Region-based segmentation
In this section, we will apply a region-based segmentation method to the same image using the morphological watershed algorithm. First, let’s intuitively discuss the basic steps the watershed algorithm
Morphological watershed algorithm
Any grayscale image can be considered as a topographic surface. If this surface is flooded from its minima, and the merging of waters from different sources are prevented, and the image will be partitioned into two different sets, namely the catchment basins and the watershed lines. If this transform is applied to the image gradient, the catchment basins should theoretically correspond to the homogeneous gray-level regions (segments) of this image.
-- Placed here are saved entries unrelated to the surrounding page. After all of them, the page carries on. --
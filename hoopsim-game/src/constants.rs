//! Centralized balance and tuning constants for the possession engine.
//!
//! These values define the deterministic math for the core simulation.
//! Keeping them together ensures that game balance can only be adjusted via
//! code changes reviewed in version control.

// Game structure -----------------------------------------------------------
pub const REGULATION_PERIODS: u8 = 4;
pub const QUARTER_SECONDS: f64 = 720.0;
pub const OVERTIME_SECONDS: f64 = 300.0;
pub const MAX_OVERTIME_PERIODS: u8 = 10;
pub const PLAYERS_ON_COURT: usize = 5;
pub const MIN_ROSTER_SIZE: usize = 5;
pub const MAX_ROSTER_SIZE: usize = 15;
pub const TOTAL_TEAM_MINUTES: u32 = 240;
pub const MAX_SCORING_OPTIONS: usize = 3;
pub const SCORING_OPTION_SHARES: [f64; MAX_SCORING_OPTIONS] = [0.30, 0.20, 0.15];
pub const ATTRIBUTE_MIN: f64 = 1.0;
pub const ATTRIBUTE_MAX: f64 = 100.0;

// Clocks -------------------------------------------------------------------
pub const SHOT_CLOCK_FULL: f64 = 24.0;
pub const SHOT_CLOCK_RESET: f64 = 14.0;
pub const MIN_POSSESSION_SECONDS: f64 = 4.0;
pub const MAX_POSSESSION_SECONDS: f64 = 24.0;
pub const PACE_SLOW_SECONDS: f64 = 18.0;
pub const PACE_STANDARD_SECONDS: f64 = 15.0;
pub const PACE_FAST_SECONDS: f64 = 12.0;
pub const POSSESSION_SECONDS_SPREAD: f64 = 4.0;
pub const TRANSITION_SECONDS: f64 = 6.0;
pub const TRANSITION_SECONDS_SPREAD: f64 = 2.0;
pub const KICKOUT_SECONDS: f64 = 6.0;
pub const PUTBACK_SECONDS: f64 = 2.0;
pub const MAX_POSSESSION_SEQUENCES: u8 = 4;
pub const MAX_PUTBACK_CHAIN: u8 = 2;

// Probability engine -------------------------------------------------------
pub const SIGMOID_DIFF_CAP: f64 = 40.0;
pub const PROBABILITY_FLOOR: f64 = 0.05;
pub const PROBABILITY_CEILING: f64 = 0.95;
pub const CONSISTENCY_PIVOT: f64 = 50.0;
pub const CONSISTENCY_SCALE_LOW: f64 = 0.002;
pub const CONSISTENCY_SCALE_HIGH: f64 = 0.0002;
pub const RUBBER_BAND_THRESHOLD: i32 = 8;
pub const RUBBER_BAND_TIER_TWO: i32 = 13;
pub const RUBBER_BAND_TIER_THREE: i32 = 18;
pub const RUBBER_BAND_BONUS_LOW: f64 = 0.25;
pub const RUBBER_BAND_BONUS_MID: f64 = 0.35;
pub const RUBBER_BAND_BONUS_HIGH: f64 = 0.50;
pub const RUBBER_BAND_PROBABILITY_SCALE: f64 = 0.10;
pub const WEIGHT_SUM_TOLERANCE: f64 = 1e-6;

// Shot selection -----------------------------------------------------------
pub const BASELINE_THREE_WEIGHT: f64 = 0.40;
pub const BASELINE_MIDRANGE_WEIGHT: f64 = 0.20;
pub const BASELINE_RIM_WEIGHT: f64 = 0.40;
pub const SHOT_TENDENCY_SCALE: f64 = 0.004;
pub const FAST_PACE_RIM_BONUS: f64 = 0.05;
pub const SLOW_PACE_MIDRANGE_BONUS: f64 = 0.04;
pub const ZONE_THREE_BONUS: f64 = 0.10;
pub const ZONE_RIM_PENALTY: f64 = 0.08;
pub const TRANSITION_RIM_BONUS: f64 = 0.20;
pub const DESPERATION_THREE_BOOST: f64 = 0.25;

// Shot success -------------------------------------------------------------
pub const BASE_RATE_THREE: f64 = 0.33;
pub const BASE_RATE_MIDRANGE: f64 = 0.39;
pub const BASE_RATE_LAYUP: f64 = 0.58;
pub const BASE_RATE_DUNK: f64 = 0.82;
pub const SHOT_K: f64 = 0.02;
pub const DUNK_K: f64 = 0.015;
pub const DUNK_HEIGHT_FLOOR: f64 = 55.0;
pub const DUNK_BASE_SHARE: f64 = 0.30;
pub const CONTEST_OPEN_FEET: f64 = 6.0;
pub const CONTEST_TIGHT_FEET: f64 = 2.0;
pub const CONTEST_PENALTY_CONTESTED: f64 = -0.08;
pub const CONTEST_PENALTY_HEAVY: f64 = -0.15;
pub const CONTEST_DEFENDER_SCALE: f64 = 0.001;
pub const TRANSITION_BONUS_RIM: f64 = 0.08;
pub const TRANSITION_BONUS_MIDRANGE: f64 = 0.04;
pub const TRANSITION_BONUS_THREE: f64 = 0.03;
pub const PUTBACK_BONUS: f64 = 0.05;
pub const SCRAMBLE_DEFENSE_FACTOR: f64 = 0.8;

// Contest distance ---------------------------------------------------------
pub const CONTEST_MIN_FEET: f64 = 0.5;
pub const CONTEST_MAX_FEET: f64 = 10.0;
pub const CONTEST_ACCELERATION_SCALE: f64 = 0.02;
pub const CONTEST_PATIENCE_SCALE: f64 = 0.02;
pub const HELP_DEFENSE_PENALTY_FEET: f64 = 3.0;
pub const ZONE_PERIMETER_FEET: f64 = 1.0;
pub const ZONE_PAINT_FEET: f64 = -0.5;
pub const CONTEST_NOISE_SIGMA_MIN: f64 = 1.2;
pub const CONTEST_NOISE_SIGMA_RANGE: f64 = 0.6;
pub const HELP_QUALITY_THRESHOLD: f64 = 0.30;
pub const HELP_ROTATION_K: f64 = 0.05;

// Blocks -------------------------------------------------------------------
pub const BLOCK_BASE_RIM: f64 = 0.12;
pub const BLOCK_BASE_MIDRANGE: f64 = 0.05;
pub const BLOCK_BASE_THREE: f64 = 0.02;
pub const BLOCK_K: f64 = 0.02;
pub const BLOCK_CONTESTED_SCALE: f64 = 0.5;

// Assists ------------------------------------------------------------------
pub const ASSIST_RATE_THREE: f64 = 0.85;
pub const ASSIST_RATE_MIDRANGE: f64 = 0.65;
pub const ASSIST_RATE_RIM: f64 = 0.55;
pub const ASSIST_TRANSITION_FACTOR: f64 = 0.8;

// Turnovers ----------------------------------------------------------------
pub const TURNOVER_BASE_RATE: f64 = 0.08;
pub const TURNOVER_CAP: f64 = 0.12;
pub const TURNOVER_PACE_SLOW: f64 = -0.01;
pub const TURNOVER_PACE_FAST: f64 = 0.015;
pub const TURNOVER_TRANSITION_ADJ: f64 = -0.02;
pub const TURNOVER_MATCHUP_SPAN: f64 = 0.03;
pub const TURNOVER_MATCHUP_K: f64 = 0.03;
pub const TURNOVER_WEIGHT_BAD_PASS: f64 = 0.40;
pub const TURNOVER_WEIGHT_LOST_BALL: f64 = 0.30;
pub const TURNOVER_WEIGHT_OFFENSIVE_FOUL: f64 = 0.15;
pub const TURNOVER_WEIGHT_SHOT_CLOCK: f64 = 0.05;
pub const TURNOVER_WEIGHT_OTHER_VIOLATION: f64 = 0.10;
pub const TURNOVER_ZONE_BAD_PASS: f64 = 0.10;
pub const TURNOVER_FAST_LOST_BALL: f64 = 0.05;
pub const TURNOVER_SHOT_CLOCK_PRESSURE: f64 = 0.25;
pub const TURNOVER_SHOT_CLOCK_WINDOW: f64 = 5.0;
pub const STEAL_BASE_RATE: f64 = 0.55;
pub const STEAL_K: f64 = 0.02;

// Rebounds -----------------------------------------------------------------
pub const DEFENSIVE_REBOUND_ADVANTAGE: f64 = 1.15;
pub const OREB_BASE_RATE: f64 = 0.27;
pub const OREB_THREE_ADJ: f64 = -0.03;
pub const OREB_RIM_ADJ: f64 = 0.05;
pub const OREB_CRASH_ADJ: f64 = 0.05;
pub const OREB_PREVENT_ADJ: f64 = -0.05;
pub const OREB_STRENGTH_WEIGHT: f64 = 0.4;
pub const OREB_BASE_WEIGHT: f64 = 0.6;
pub const PUTBACK_HEIGHT_THRESHOLD: f64 = 75.0;
pub const DREB_TRANSITION_BASE: f64 = 0.25;
pub const DREB_TRANSITION_PREVENT: f64 = 0.10;
pub const DREB_TRANSITION_CRASH: f64 = 0.35;

// Fouls and free throws ----------------------------------------------------
pub const BONUS_THRESHOLD: u8 = 5;
pub const BONUS_FREE_THROWS: u8 = 2;
pub const FOUL_OUT_LIMIT: u8 = 6;
pub const SHOOTING_FOUL_RIM: f64 = 0.12;
pub const SHOOTING_FOUL_MIDRANGE: f64 = 0.04;
pub const SHOOTING_FOUL_THREE: f64 = 0.015;
pub const SHOOTING_FOUL_K: f64 = 0.02;
pub const NON_SHOOTING_FOUL_RATE: f64 = 0.05;
pub const NON_SHOOTING_FOUL_K: f64 = 0.02;
pub const LOOSE_BALL_FOUL_RATE: f64 = 0.02;
pub const FREE_THROW_BASE_RATE: f64 = 0.75;
pub const FREE_THROW_K: f64 = 0.04;
pub const FREE_THROW_BONUS_ADJ: f64 = -0.01;
pub const FREE_THROW_AND_ONE_ADJ: f64 = 0.03;
pub const FREE_THROW_CLUTCH_PENALTY: f64 = -0.05;
pub const CLUTCH_SECONDS: f64 = 120.0;
pub const CLUTCH_MARGIN: i32 = 5;

// Stamina ------------------------------------------------------------------
pub const STAMINA_MAX: f64 = 100.0;
pub const STAMINA_COST_SLOW: f64 = 0.5;
pub const STAMINA_COST_STANDARD: f64 = 0.8;
pub const STAMINA_COST_FAST: f64 = 1.1;
pub const STAMINA_SCORING_OPTION_SURCHARGE: f64 = 0.2;
pub const STAMINA_RECOVERY_RATE: f64 = 8.0;
pub const STAMINA_DEGRADATION_THRESHOLD: f64 = 80.0;
pub const STAMINA_DEGRADATION_SCALE: f64 = 0.2;
pub const STAMINA_DEGRADATION_EXPONENT: f64 = 1.3;
pub const STAMINA_TIMEOUT_RECOVERY: f64 = 5.0;
pub const QUARTER_BREAK_MINUTES: f64 = 2.0;
pub const HALFTIME_BREAK_MINUTES: f64 = 15.0;

// Substitutions ------------------------------------------------------------
pub const FATIGUE_SUB_THRESHOLD: f64 = 60.0;
pub const FRESH_SUB_THRESHOLD: f64 = 80.0;
pub const STARTER_RETURN_THRESHOLD: f64 = 90.0;
pub const MINUTES_OVERAGE_TOLERANCE: f64 = 1.0;

// Timeouts -----------------------------------------------------------------
pub const TIMEOUTS_PER_GAME: u8 = 7;
pub const RUN_TRIGGER_AGGRESSIVE: u16 = 8;
pub const RUN_TRIGGER_STANDARD: u16 = 10;
pub const RUN_TRIGGER_CONSERVATIVE: u16 = 12;
pub const LATE_TIMEOUT_SECONDS: f64 = 60.0;
pub const LATE_TIMEOUT_MAX_DEFICIT: i32 = 3;

// End-game windows ---------------------------------------------------------
pub const CLOCK_KILL_SECONDS: f64 = 60.0;
pub const CLOCK_KILL_SHOT_CLOCK_TARGET: f64 = 4.0;
pub const LAST_SHOT_TARGET_SECONDS: f64 = 2.0;
pub const LAST_SHOT_MAX_DEFICIT: i32 = 3;
pub const DESPERATION_SECONDS: f64 = 180.0;
pub const DESPERATION_DEFICIT: i32 = 9;
pub const CONSERVE_LEAD_SECONDS: f64 = 360.0;
pub const CONSERVE_LEAD_MARGIN: i32 = 15;
pub const CONSERVE_LEAD_PACE_FRACTION: f64 = 0.30;
pub const INTENTIONAL_FOUL_SECONDS: f64 = 60.0;
pub const INTENTIONAL_FOUL_MAX_DEFICIT: i32 = 6;
pub const INTENTIONAL_FOUL_MIN_ELAPSED: f64 = 2.0;
pub const INTENTIONAL_FOUL_MAX_ELAPSED: f64 = 4.0;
However, the image gets over-segmented using this transform in practice, because of noise or local irregularities in the gradient image. To prevent over-segmentation, a pre-defined set of markers are used and the flooding of the surface starts from these markers. Hence, the following are the steps in segmentation of an image by the watershed transformation:
- Find the markers and the segmentation criterion (the function that is to be used to split the regions, often it is the contrast/gradient)
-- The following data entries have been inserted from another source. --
//! Rebound battles, putbacks, and defensive-rebound transition chances.
use rand::Rng;

use crate::constants::{
    DEFENSIVE_REBOUND_ADVANTAGE, DREB_TRANSITION_BASE, DREB_TRANSITION_CRASH,
    DREB_TRANSITION_PREVENT, OREB_BASE_RATE, OREB_BASE_WEIGHT, OREB_CRASH_ADJ, OREB_PREVENT_ADJ,
    OREB_RIM_ADJ, OREB_STRENGTH_WEIGHT, OREB_THREE_ADJ, PUTBACK_HEIGHT_THRESHOLD,
};
use crate::player::{Attribute, Player};
use crate::probability::{composite, roll, select, weights};
use crate::shooting::ShotType;
use crate::tactics::ReboundStrategy;
use crate::trace::{TraceEntry, WeightedCandidate};

/// Indices of the `count` best rebounders in `players` (ties keep lineup order).
#[must_use]
pub fn choose_crashers(players: &[Player], count: usize) -> Vec<usize> {
    let mut ranked: Vec<(usize, f64)> = players
        .iter()
        .enumerate()
        .map(|(idx, player)| (idx, composite(player, weights::REBOUND)))
        .collect();
    ranked.sort_by(|a, b| b.1.total_cmp(&a.1).then(a.0.cmp(&b.0)));
    ranked.into_iter().take(count).map(|(idx, _)| idx).collect()
}

/// Inputs to one rebound battle. Pools contain only eligible players.
#[derive(Debug, Clone, Copy)]
pub struct ReboundInput<'a> {
    pub offense: &'a [Player],
    pub defense: &'a [Player],
    pub offense_strategy: ReboundStrategy,
    pub defense_strategy: ReboundStrategy,
    /// `None` for a missed free throw.
    pub shot: Option<ShotType>,
    /// Blocked shots are scrambles without the defensive box-out edge.
    pub blocked: bool,
}

/// Who came down with it; `rebounder` indexes the winning side's pool.
#[derive(Debug, Clone, PartialEq)]
pub struct ReboundOutcome {
    pub offensive: bool,
    pub rebounder: usize,
    pub trace: Vec<TraceEntry>,
}

/// Baseline offensive-rebound rate for the shot and the offense's strategy.
#[must_use]
pub fn offensive_base_rate(shot: Option<ShotType>, offense_strategy: ReboundStrategy) -> f64 {
    let mut base = OREB_BASE_RATE;
    base += match shot {
        Some(ShotType::ThreePoint) => OREB_THREE_ADJ,
        Some(ShotType::Rim) => OREB_RIM_ADJ,
        Some(ShotType::Midrange) | None => 0.0,
    };
    base += match offense_strategy {
        ReboundStrategy::CrashGlass => OREB_CRASH_ADJ,
        ReboundStrategy::Standard => 0.0,
        ReboundStrategy::PreventTransition => OREB_PREVENT_ADJ,
    };
    base
}

/// Offensive-rebound probability for crasher pools already chosen.
///
/// The flag is set when both pools carry no strength and the ratio fell back
/// to an even 0.5.
#[must_use]
pub fn offensive_rebound_probability(
    offense: &[Player],
    defense: &[Player],
    base: f64,
    blocked: bool,
) -> (f64, bool) {
    let offense_strength: f64 = offense.iter().map(|p| composite(p, weights::REBOUND)).sum();
    let mut defense_strength: f64 = defense.iter().map(|p| composite(p, weights::REBOUND)).sum();
    if !blocked {
        defense_strength *= DEFENSIVE_REBOUND_ADVANTAGE;
    }
    let total = offense_strength + defense_strength;
    let (ratio, fallback) = if total > 0.0 && total.is_finite() {
        (offense_strength / total, false)
    } else {
        (0.5, true)
    };
    (
        (OREB_STRENGTH_WEIGHT * ratio + OREB_BASE_WEIGHT * base).clamp(0.0, 1.0),
        fallback,
    )
}

fn pick_rebounder<R: Rng + ?Sized>(
    pool_id: &str,
    players: &[Player],
    crashers: &[usize],
    rng: &mut R,
) -> (usize, Vec<TraceEntry>) {
    let candidates = crashers
        .iter()
        .map(|idx| {
            let player = &players[*idx];
            WeightedCandidate::plain(player.name.clone(), composite(player, weights::REBOUND))
        })
        .collect();
    let selection = select(pool_id, candidates, rng);
    (
        crashers.get(selection.index).copied().unwrap_or(0),
        selection.trace,
    )
}

/// Resolve a rebound. Returns `None` when nobody is eligible to rebound.
pub fn resolve_rebound<R: Rng + ?Sized>(input: &ReboundInput<'_>, rng: &mut R) -> Option<ReboundOutcome> {
    if input.offense.is_empty() && input.defense.is_empty() {
        return None;
    }
    let offense_crashers = choose_crashers(input.offense, input.offense_strategy.offensive_rebounders());
    let defense_crashers = choose_crashers(input.defense, input.defense_strategy.defensive_rebounders());
    let offense_pool: Vec<Player> = offense_crashers.iter().map(|i| input.offense[*i].clone()).collect();
    let defense_pool: Vec<Player> = defense_crashers.iter().map(|i| input.defense[*i].clone()).collect();

    let base = offensive_base_rate(input.shot, input.offense_strategy);
    let (probability, fallback) =
        offensive_rebound_probability(&offense_pool, &defense_pool, base, input.blocked);
    let mut trace = Vec::new();
    if fallback {
        let reason = String::from("rebound: empty strength pools, ratio 0.5");
        log::warn!("fallback: {reason}");
        trace.push(TraceEntry::Fallback { reason });
    }
    let (mut offensive, entry) = roll("rebound.offensive", probability, rng);
    trace.push(entry);
    if offensive && offense_crashers.is_empty() {
        offensive = false;
    } else if !offensive && defense_crashers.is_empty() {
        offensive = true;
    }
    let (rebounder, pick_trace) = if offensive {
        pick_rebounder("rebound.offense", input.offense, &offense_crashers, rng)
    } else {
        pick_rebounder("rebound.defense", input.defense, &defense_crashers, rng)
    };
    trace.extend(pick_trace);
    Some(ReboundOutcome {
        offensive,
        rebounder,
        trace,
    })
}

/// Tall offensive rebounders go straight back up; everyone else kicks it out.
#[must_use]
pub fn attempts_putback(rebounder: &Player) -> bool {
    rebounder.attr(Attribute::Height) > PUTBACK_HEIGHT_THRESHOLD
}

/// Chance a defensive rebound starts a fast break, by the shooting team's strategy.
#[must_use]
pub const fn transition_chance(shooting_team_strategy: ReboundStrategy) -> f64 {
    match shooting_team_strategy {
        ReboundStrategy::CrashGlass => DREB_TRANSITION_CRASH,
        ReboundStrategy::Standard => DREB_TRANSITION_BASE,
        ReboundStrategy::PreventTransition => DREB_TRANSITION_PREVENT,
    }
}

/// Roll for a fast break off a defensive rebound.
pub fn transition_check<R: Rng + ?Sized>(
    shooting_team_strategy: ReboundStrategy,
    rng: &mut R,
) -> (bool, TraceEntry) {
    roll("rebound.transition", transition_chance(shooting_team_strategy), rng)
}

#[cfg(test)]
mod tests {
    use super::*;
    use crate::player::Position;
    use crate::player::fixtures::uniform_player;
    use rand::SeedableRng;
    use rand_chacha::ChaCha20Rng;

    fn lineup(prefix: &str, rating: f64) -> Vec<Player> {
        Position::ALL
            .iter()
            .map(|pos| uniform_player(&format!("{prefix}{pos}"), *pos, rating))
            .collect()
    }

    #[test]
    fn strategies_set_crasher_counts() {
        assert_eq!(ReboundStrategy::CrashGlass.offensive_rebounders(), 5);
        assert_eq!(ReboundStrategy::CrashGlass.defensive_rebounders(), 2);
        assert_eq!(ReboundStrategy::Standard.offensive_rebounders(), 2);
        assert_eq!(ReboundStrategy::Standard.defensive_rebounders(), 3);
        assert_eq!(ReboundStrategy::PreventTransition.offensive_rebounders(), 1);
        assert_eq!(ReboundStrategy::PreventTransition.defensive_rebounders(), 4);
    }

    #[test]
    fn crashers_are_the_best_rebounders() {
        let mut players = lineup("O", 50.0);
        players[4].attributes.set(Attribute::Height, 95.0);
        players[3].attributes.set(Attribute::Height, 85.0);
        assert_eq!(choose_crashers(&players, 2), vec![4, 3]);
        assert_eq!(choose_crashers(&players[..1], 3), vec![0]);
    }

    #[test]
    fn equal_standard_battle_matches_formula() {
        let offense = lineup("O", 50.0);
        let defense = lineup("D", 50.0);
        let base = offensive_base_rate(Some(ShotType::Midrange), ReboundStrategy::Standard);
        let (p, fallback) = offensive_rebound_probability(&offense[..2], &defense[..3], base, false);
        let ratio = 100.0 / (100.0 + 150.0 * 1.15);
        assert!(!fallback);
        assert!((p - (0.4 * ratio + 0.6 * 0.27)).abs() < 1e-12);
        let (scramble, _) = offensive_rebound_probability(&offense[..2], &defense[..3], base, true);
        assert!(scramble > p);
    }

    #[test]
    fn base_rate_adjusts_for_shot_and_strategy() {
        assert!((offensive_base_rate(Some(ShotType::ThreePoint), ReboundStrategy::Standard) - 0.24).abs() < 1e-12);
        assert!((offensive_base_rate(Some(ShotType::Rim), ReboundStrategy::CrashGlass) - 0.37).abs() < 1e-12);
        assert!((offensive_base_rate(None, ReboundStrategy::PreventTransition) - 0.22).abs() < 1e-12);
    }

    #[test]
    fn empty_pools_fall_back_and_trace() {
        let (p, fallback) = offensive_rebound_probability(&[], &[], 0.27, false);
        assert!(fallback);
        assert!((p - (0.2 + 0.6 * 0.27)).abs() < 1e-12);
        let mut rng = ChaCha20Rng::seed_from_u64(1);
        let none = resolve_rebound(
            &ReboundInput {
                offense: &[],
                defense: &[],
                offense_strategy: ReboundStrategy::Standard,
                defense_strategy: ReboundStrategy::Standard,
                shot: None,
                blocked: false,
            },
            &mut rng,
        );
        assert!(none.is_none());
    }

    #[test]
    fn one_sided_pool_always_wins() {
        let defense = lineup("D", 50.0);
        let mut rng = ChaCha20Rng::seed_from_u64(2);
        for _ in 0..50 {
            let outcome = resolve_rebound(
                &ReboundInput {
                    offense: &[],
                    defense: &defense,
                    offense_strategy: ReboundStrategy::CrashGlass,
                    defense_strategy: ReboundStrategy::Standard,
                    shot: Some(ShotType::Rim),
                    blocked: false,
                },
                &mut rng,
            )
            .expect("defense can rebound");
            assert!(!outcome.offensive);
            assert!(outcome.rebounder < defense.len());
        }
    }

    #[test]
    fn putback_threshold_is_strictly_above_75() {
        let mut big = uniform_player("Big", Position::C, 50.0);
        big.attributes.set(Attribute::Height, 76.0);
        assert!(attempts_putback(&big));
        big.attributes.set(Attribute::Height, 75.0);
        assert!(!attempts_putback(&big));
    }

    #[test]
    fn transition_chance_by_strategy() {
        assert!((transition_chance(ReboundStrategy::Standard) - 0.25).abs() < f64::EPSILON);
        assert!((transition_chance(ReboundStrategy::PreventTransition) - 0.10).abs() < f64::EPSILON);
        assert!((transition_chance(ReboundStrategy::CrashGlass) - 0.35).abs() < f64::EPSILON);
    }
}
- Run a marker-controlled watershed algorithm with these two elements
Now let’s use the scikit-image implementation of the morphological watershed algorithm to separate the foreground coins from the background. The first step is to find an elevation map using the sobel gradient of the image, as demonstrated in the following code block
elevation_map = sobel(coins)
fig, axes = pylab.subplots(figsize=(10, 6))
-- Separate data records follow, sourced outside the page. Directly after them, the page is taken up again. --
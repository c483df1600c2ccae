//! Team rosters and court sides.
use serde::{Deserialize, Serialize};
use std::collections::HashSet;
use std::fmt;

use crate::constants::{MAX_ROSTER_SIZE, MIN_ROSTER_SIZE};
use crate::error::ConfigError;
use crate::player::Player;

const SAMPLE_TEAMS_DATA: &str = include_str!("../data/sample_teams.json");

/// Which bench a team sits on.
#[derive(Debug, Clone, Copy, PartialEq, Eq, Hash, PartialOrd, Ord, Serialize, Deserialize)]
#[serde(rename_all = "snake_case")]
pub enum TeamSide {
    Home,
    Away,
}

impl TeamSide {
    pub const BOTH: [Self; 2] = [Self::Home, Self::Away];

    #[must_use]
    pub const fn other(self) -> Self {
        match self {
            Self::Home => Self::Away,
            Self::Away => Self::Home,
        }
    }

    /// Stable array slot for per-side bookkeeping.
    #[must_use]
    pub const fn index(self) -> usize {
        match self {
            Self::Home => 0,
            Self::Away => 1,
        }
    }

    #[must_use]
    pub const fn as_str(self) -> &'static str {
        match self {
            Self::Home => "home",
            Self::Away => "away",
        }
    }
}

impl fmt::Display for TeamSide {
    fn fmt(&self, f: &mut fmt::Formatter<'_>) -> fmt::Result {
        f.write_str(self.as_str())
    }
}

/// Team file record: a name and its roster.
#[derive(Debug, Clone, PartialEq, Serialize, Deserialize)]
pub struct Team {
    pub name: String,
    pub roster: Vec<Player>,
}

impl Team {
    /// Parse and validate a team file.
    ///
    /// # Errors
    ///
    /// Returns `ConfigError::Parse` for malformed JSON (including missing or
    /// unknown attribute fields) and any validation error from [`Team::validate`].
    pub fn from_json(json: &str) -> Result<Self, ConfigError> {
        let team: Self =
            serde_json::from_str(json).map_err(|err| ConfigError::parse("team file", &err))?;
        team.validate()?;
        Ok(team)
    }

    /// Validate roster size, unique non-empty names, and attribute ranges.
    ///
    /// # Errors
    ///
    /// Returns the first `ConfigError` encountered.
    pub fn validate(&self) -> Result<(), ConfigError> {
        let found = self.roster.len();
        if !(MIN_ROSTER_SIZE..=MAX_ROSTER_SIZE).contains(&found) {
            return Err(ConfigError::RosterSize {
                team: self.name.clone(),
                found,
                min: MIN_ROSTER_SIZE,
                max: MAX_ROSTER_SIZE,
            });
        }
        let mut seen = HashSet::new();
        for player in &self.roster {
            if player.name.trim().is_empty() {
                return Err(ConfigError::EmptyPlayerName {
                    team: self.name.clone(),
                });
            }
            if !seen.insert(player.name.as_str()) {
                return Err(ConfigError::DuplicatePlayer {
                    team: self.name.clone(),
                    player: player.name.clone(),
                });
            }
            player.validate()?;
        }
        Ok(())
    }

    #[must_use]
    pub fn player(&self, name: &str) -> Option<&Player> {
        self.roster.iter().find(|player| player.name == name)
    }

    #[must_use]
    pub fn index_of(&self, name: &str) -> Option<usize> {
        self.roster.iter().position(|player| player.name == name)
    }
}

#[derive(Debug, Deserialize)]
struct SampleTeams {
    home: Team,
    away: Team,
}

/// Bundled home and away rosters used by the runner and the test suites.
///
/// # Errors
///
/// Returns an error only if the bundled data fails validation.
pub fn sample_teams() -> Result<(Team, Team), ConfigError> {
    let sample: SampleTeams = serde_json::from_str(SAMPLE_TEAMS_DATA)
        .map_err(|err| ConfigError::parse("sample teams", &err))?;
    sample.home.validate()?;
    sample.away.validate()?;
    Ok((sample.home, sample.away))
}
axes.imshow(elevation_map, cmap=pylab.cm.gray, interpolation='nearest')
axes.set_title('elevation map'), axes.axis('off'), pylab.show()
(Text(0.5, 1, 'elevation map'), (-0.5, 383.5, 302.5, -0.5), None)
Next, the markers of the background and the coins are computed, based on the extreme parts of the histogram of gray values, as demonstrated in the following code block
markers = np.zeros_like(coins)
markers[coins < 30] = 1
markers[coins > 150] = 2
print(np.max(markers), np.min(markers))
fig, axes = pylab.subplots(figsize=(10, 6))
a = axes.imshow(markers, cmap=plt.cm.hot, interpolation='nearest')
plt.colorbar(a)
axes.set_title('markers'), axes.axis('off'), pylab.show()
2 0
(Text(0.5, 1, 'markers'), (-0.5, 383.5, 302.5, -0.5), None)
Finally, the watershed transform is used to fill regions of the elevation map starting from the markers determined, as demonstrated in the next code block
segmentation = morphology.watershed(elevation_map, markers)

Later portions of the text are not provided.